The actions of ketoconazole can be a two-edged sword. For example, the
suppression of detoxifying cytochrome P450 helps drug effectiveness, but
removes one of the body’s protective mechanisms against ingested toxins. You
and your doc should examine this treatment and its potential carefully to
get the most from it, while minimizing side effects.
Estrogenic compounds – DES, phytoestrogens
DES (diethylstilbestrol) is a synthetic estrogen. A recent review suggests a
dose of 3 mg/day to suppress testosterone (Oh, W., First International
Prostate Congress, June 27-30, 2001). A higher dose may result in
cardiotoxicity. Due to the risk of blood clotting, DES would normally be
administered with Coumadin, or another blood thinner.
DES, as a treatment for advanced prostate cancer, was first reported in
1941. In the 1980’s it was replaced by the LHRH agonists. With the continued
efforts to fight HRPCa, DES has been rediscovered as an agent that will
achieve responses even after the failure of CHT. The above review suggests
that the discovery of a second estrogen receptor in prostate cells, as well
as the high cost of LHRH agonists, is driving the renewed interest in DES.

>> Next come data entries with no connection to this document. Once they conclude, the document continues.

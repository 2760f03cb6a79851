pub mod dashboard;
pub mod editor;
pub mod path;
pub mod today;

use crate::habits::{HabitDefinition, HabitId, HabitMetadata, METADATA_FIELD, default_metadata};
use crate::storage::{DocumentStore, user_doc};
use serde_json::{Value, json};
use tracing::{error, warn};

/// Whether a missing user container is created on read.
#[derive(Debug, Clone, Copy, PartialEq, Eq)]
pub enum MissingContainer {
    Initialize,
    ReadOnly,
}

/// Loads the user's habit definitions. Store failures degrade to the empty
/// defaults and are only logged.
pub async fn load_metadata(
    store: &dyn DocumentStore,
    uid: &str,
    missing: MissingContainer,
) -> HabitMetadata {
    let path = user_doc(uid);
    match store.get(&path).await {
        Ok(Some(doc)) => metadata_from_document(&doc),
        Ok(None) => {
            let metadata = default_metadata();
            if missing == MissingContainer::Initialize {
                let doc = json!({ METADATA_FIELD: metadata });
                if let Err(err) = store.set(&path, doc).await {
                    error!(%path, "failed to initialize habit definitions: {err}");
                }
            }
            metadata
        }
        Err(err) => {
            error!(%path, "failed to load habit definitions: {err}");
            default_metadata()
        }
    }
}

/// Every habit gets an entry; malformed or missing definitions read as empty.
pub fn metadata_from_document(doc: &Value) -> HabitMetadata {
    let stored = doc.get(METADATA_FIELD);
    HabitId::ALL
        .into_iter()
        .map(|habit| {
            let definition = match stored.and_then(|all| all.get(habit.as_str())) {
                Some(value) => serde_json::from_value::<HabitDefinition>(value.clone())
                    .unwrap_or_else(|err| {
                        warn!(%habit, "ignoring malformed habit definition: {err}");
                        HabitDefinition::default()
                    }),
                None => HabitDefinition::default(),
            };
            (habit, definition)
        })
        .collect()
}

The same review reports response rates of 43, 66, and 79% for three studies
(DES—1 and 3 mg--and Fosfestrol) with HRPCa patients.
The herbal remedy PC SPES is mentioned here only because it has been so
widely used in the past. It contained phytoestrogens and was often effective
in obtaining responses in PSA in HRPCa. It is no longer on the market, and
no replacement has been identified at this time. Suffice it to say that
phytoestrogens seem to have the ability to help suppress HRPCa.
Cytadren and Arimidex
Cytadren (aminoglutethimide) and Arimidex (anastrazole) are inhibitors of
aromatase enzyme. This enzyme enables the conversion of androstenedione to
testosterone in the prostate cells. And, of course, androstenedione is an
androgen supplied by the adrenal glands. Thus, Cytadren and Arimidex have
both been considered for second-line hormone therapy.
Although Arimidex seemed to have advantages over Cytadren, the referenced
Prostate Forum reports on a study in which Arimidex was tested on HRPCa
patients; they found “no meaningful anti-cancer activity.” Thus, Arimidex is
eliminated from consideration.
In tests with HRPCa patients, responses were obtained for 20-30% in studies
of aminoglutethimide administered with hydrocortisone. Since
aminoglutethimide is ineffective at reducing the testosterone, the drug
mechanism may be due to blocking of estrogen or even to the activity of the
hydrocortisone.
Anti-estrogens
As we discussed earlier, cancer cells that become androgen-insensitive, may
also become mutants that are stimulated by estrogens, instead of suppressed
by them. In such a case, an anti-estrogen may be effective. If you should
try an anti-estrogen and the PSA should continue to rise, it would be
prudent to stop the drug quickly.
Anti-androgens
It has been shown that the anti-androgens may work a second time around,
even after failing the first time. Look at the discussion of anti-androgens
under Chapter 10, especially nilutamide (Nilandron).